§ **GOAL OF THE EXERCISE**
Where a line of the material contains the string "ScanController", copy that line.

§ **TASK INPUT**
━━━━━━━━━━━━━━━━

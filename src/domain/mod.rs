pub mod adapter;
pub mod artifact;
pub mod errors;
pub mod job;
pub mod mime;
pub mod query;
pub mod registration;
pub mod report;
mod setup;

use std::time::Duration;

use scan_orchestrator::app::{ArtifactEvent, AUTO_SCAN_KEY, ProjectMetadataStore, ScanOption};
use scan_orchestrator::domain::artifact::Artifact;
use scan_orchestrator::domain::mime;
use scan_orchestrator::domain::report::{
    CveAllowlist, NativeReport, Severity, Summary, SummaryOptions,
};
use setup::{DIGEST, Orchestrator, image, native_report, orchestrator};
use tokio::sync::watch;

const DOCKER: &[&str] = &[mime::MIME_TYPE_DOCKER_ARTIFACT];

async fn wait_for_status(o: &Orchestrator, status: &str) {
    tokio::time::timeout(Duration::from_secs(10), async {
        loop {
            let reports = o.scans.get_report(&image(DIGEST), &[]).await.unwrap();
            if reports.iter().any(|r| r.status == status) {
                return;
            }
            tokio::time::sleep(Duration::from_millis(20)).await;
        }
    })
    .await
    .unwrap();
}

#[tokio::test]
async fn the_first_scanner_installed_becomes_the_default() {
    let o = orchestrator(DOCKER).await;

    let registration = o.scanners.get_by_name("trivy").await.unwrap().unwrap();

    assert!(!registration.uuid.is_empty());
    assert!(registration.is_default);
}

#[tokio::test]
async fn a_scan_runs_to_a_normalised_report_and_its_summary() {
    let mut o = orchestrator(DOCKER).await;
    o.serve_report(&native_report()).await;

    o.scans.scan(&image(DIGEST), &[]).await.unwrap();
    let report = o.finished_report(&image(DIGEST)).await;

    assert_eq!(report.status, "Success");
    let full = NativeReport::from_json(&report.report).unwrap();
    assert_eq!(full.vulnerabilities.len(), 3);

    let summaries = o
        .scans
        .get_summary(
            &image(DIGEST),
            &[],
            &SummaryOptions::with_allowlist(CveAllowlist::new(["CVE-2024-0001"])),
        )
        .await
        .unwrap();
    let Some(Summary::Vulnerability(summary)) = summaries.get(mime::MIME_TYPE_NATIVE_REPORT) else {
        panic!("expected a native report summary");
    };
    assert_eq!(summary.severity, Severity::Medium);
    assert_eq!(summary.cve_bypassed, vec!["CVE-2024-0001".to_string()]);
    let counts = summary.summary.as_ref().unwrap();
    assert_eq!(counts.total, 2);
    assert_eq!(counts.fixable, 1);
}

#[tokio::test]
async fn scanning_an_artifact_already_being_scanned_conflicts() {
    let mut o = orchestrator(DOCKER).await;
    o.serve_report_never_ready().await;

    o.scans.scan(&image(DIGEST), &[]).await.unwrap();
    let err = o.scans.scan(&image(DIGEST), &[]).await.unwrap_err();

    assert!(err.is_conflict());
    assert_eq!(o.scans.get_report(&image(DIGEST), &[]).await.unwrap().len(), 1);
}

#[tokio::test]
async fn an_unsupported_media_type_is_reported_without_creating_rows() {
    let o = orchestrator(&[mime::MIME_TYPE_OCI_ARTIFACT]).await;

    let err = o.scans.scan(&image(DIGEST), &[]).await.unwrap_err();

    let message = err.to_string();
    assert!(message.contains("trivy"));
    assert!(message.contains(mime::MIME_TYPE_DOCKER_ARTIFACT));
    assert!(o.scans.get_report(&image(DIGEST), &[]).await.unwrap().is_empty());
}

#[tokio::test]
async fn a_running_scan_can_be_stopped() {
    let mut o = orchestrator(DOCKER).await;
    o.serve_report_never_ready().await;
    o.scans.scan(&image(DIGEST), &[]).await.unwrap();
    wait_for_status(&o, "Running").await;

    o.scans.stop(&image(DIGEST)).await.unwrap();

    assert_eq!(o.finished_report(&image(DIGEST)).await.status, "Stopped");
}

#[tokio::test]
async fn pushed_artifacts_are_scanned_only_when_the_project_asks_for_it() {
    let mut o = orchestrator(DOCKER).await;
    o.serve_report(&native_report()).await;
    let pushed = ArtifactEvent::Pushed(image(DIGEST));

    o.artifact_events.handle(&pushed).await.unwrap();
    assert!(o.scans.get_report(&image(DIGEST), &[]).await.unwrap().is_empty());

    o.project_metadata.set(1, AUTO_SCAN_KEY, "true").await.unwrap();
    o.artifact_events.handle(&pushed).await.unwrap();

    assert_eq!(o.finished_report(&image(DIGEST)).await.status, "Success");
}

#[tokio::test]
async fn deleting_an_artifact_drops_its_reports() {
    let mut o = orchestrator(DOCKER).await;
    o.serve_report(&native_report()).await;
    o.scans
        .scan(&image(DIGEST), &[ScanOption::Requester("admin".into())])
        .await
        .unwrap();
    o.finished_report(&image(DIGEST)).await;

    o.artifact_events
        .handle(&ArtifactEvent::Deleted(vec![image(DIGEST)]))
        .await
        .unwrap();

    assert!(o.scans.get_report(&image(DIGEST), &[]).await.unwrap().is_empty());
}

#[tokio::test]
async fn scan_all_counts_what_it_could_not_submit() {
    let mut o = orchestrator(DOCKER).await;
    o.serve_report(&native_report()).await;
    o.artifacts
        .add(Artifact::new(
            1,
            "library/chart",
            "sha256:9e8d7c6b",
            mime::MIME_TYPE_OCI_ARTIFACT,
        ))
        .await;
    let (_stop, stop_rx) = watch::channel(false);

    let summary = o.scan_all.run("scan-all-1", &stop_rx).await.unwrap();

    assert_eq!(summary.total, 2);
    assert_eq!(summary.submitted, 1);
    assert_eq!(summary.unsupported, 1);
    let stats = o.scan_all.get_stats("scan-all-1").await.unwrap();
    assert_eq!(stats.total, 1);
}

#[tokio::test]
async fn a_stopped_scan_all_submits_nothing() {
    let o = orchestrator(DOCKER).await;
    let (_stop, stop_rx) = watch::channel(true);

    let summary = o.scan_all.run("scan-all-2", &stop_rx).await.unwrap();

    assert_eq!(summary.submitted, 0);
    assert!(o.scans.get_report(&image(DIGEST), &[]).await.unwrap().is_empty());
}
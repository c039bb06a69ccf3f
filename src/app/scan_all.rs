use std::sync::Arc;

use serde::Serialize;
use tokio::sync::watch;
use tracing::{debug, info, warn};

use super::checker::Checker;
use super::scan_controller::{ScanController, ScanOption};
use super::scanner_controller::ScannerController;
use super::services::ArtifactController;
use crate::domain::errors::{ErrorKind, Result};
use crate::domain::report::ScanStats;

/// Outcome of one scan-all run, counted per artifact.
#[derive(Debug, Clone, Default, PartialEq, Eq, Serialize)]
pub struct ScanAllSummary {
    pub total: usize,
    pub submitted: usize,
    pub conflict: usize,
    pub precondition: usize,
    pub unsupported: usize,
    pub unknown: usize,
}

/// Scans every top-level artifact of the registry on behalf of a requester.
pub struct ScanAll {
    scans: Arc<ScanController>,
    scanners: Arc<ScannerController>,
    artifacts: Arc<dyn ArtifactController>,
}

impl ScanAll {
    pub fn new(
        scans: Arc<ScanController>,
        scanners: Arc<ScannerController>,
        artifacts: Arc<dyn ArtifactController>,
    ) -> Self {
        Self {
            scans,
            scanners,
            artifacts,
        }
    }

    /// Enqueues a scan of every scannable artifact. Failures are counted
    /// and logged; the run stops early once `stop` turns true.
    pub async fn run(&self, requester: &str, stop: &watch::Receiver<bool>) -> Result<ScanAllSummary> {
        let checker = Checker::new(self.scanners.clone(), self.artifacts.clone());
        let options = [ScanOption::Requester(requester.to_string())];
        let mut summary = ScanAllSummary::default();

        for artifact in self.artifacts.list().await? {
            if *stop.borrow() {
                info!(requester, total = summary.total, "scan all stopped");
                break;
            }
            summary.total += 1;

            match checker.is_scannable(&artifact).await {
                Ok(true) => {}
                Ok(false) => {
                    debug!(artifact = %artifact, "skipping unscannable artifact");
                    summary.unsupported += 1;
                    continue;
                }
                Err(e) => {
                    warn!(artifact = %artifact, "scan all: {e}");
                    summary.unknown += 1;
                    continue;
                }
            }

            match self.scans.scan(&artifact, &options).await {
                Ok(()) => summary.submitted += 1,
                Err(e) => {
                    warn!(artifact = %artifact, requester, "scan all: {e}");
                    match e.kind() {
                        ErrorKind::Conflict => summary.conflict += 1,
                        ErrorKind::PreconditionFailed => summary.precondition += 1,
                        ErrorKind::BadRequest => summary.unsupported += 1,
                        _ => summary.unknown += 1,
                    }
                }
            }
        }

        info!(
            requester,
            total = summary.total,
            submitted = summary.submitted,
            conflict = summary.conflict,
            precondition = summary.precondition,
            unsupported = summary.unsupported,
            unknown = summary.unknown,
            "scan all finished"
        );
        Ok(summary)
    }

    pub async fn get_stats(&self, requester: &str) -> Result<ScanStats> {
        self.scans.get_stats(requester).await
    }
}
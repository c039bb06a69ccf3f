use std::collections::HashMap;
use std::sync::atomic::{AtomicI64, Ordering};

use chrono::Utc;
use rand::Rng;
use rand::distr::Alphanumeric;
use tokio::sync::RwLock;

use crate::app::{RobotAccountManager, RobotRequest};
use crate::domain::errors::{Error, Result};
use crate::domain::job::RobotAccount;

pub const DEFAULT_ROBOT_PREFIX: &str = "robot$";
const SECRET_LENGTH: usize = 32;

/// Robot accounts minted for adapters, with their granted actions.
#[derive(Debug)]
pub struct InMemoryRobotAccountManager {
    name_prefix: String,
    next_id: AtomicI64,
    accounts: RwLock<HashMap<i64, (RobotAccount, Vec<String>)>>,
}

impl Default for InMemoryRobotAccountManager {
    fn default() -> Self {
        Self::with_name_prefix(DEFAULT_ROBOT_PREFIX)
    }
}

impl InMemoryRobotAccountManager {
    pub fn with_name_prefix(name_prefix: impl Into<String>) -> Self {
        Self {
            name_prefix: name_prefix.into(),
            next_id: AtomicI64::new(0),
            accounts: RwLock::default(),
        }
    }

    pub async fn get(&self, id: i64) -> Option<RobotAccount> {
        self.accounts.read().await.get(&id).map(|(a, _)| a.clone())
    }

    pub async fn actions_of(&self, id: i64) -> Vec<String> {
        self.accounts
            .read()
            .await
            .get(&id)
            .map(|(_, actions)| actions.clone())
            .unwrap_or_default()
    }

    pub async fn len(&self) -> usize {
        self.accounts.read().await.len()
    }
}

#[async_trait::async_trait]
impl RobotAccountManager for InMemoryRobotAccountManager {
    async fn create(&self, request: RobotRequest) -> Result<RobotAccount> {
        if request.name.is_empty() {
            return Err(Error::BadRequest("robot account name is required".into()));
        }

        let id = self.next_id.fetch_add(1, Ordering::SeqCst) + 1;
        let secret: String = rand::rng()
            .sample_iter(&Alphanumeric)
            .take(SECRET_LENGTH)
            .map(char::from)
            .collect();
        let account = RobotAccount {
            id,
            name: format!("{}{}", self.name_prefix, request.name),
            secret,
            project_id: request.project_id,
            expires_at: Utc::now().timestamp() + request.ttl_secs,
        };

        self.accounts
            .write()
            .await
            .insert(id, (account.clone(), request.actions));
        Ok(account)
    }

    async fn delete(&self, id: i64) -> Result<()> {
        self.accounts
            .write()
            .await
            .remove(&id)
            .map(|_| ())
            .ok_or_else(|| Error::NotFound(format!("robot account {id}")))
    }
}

━━━━━━━━━━━━━━━━

§ **WRITTEN ANSWER**
use super::scan_controller::{ScanController, ScanOption};
    scans: Arc<ScanController>,
        scans: Arc<ScanController>,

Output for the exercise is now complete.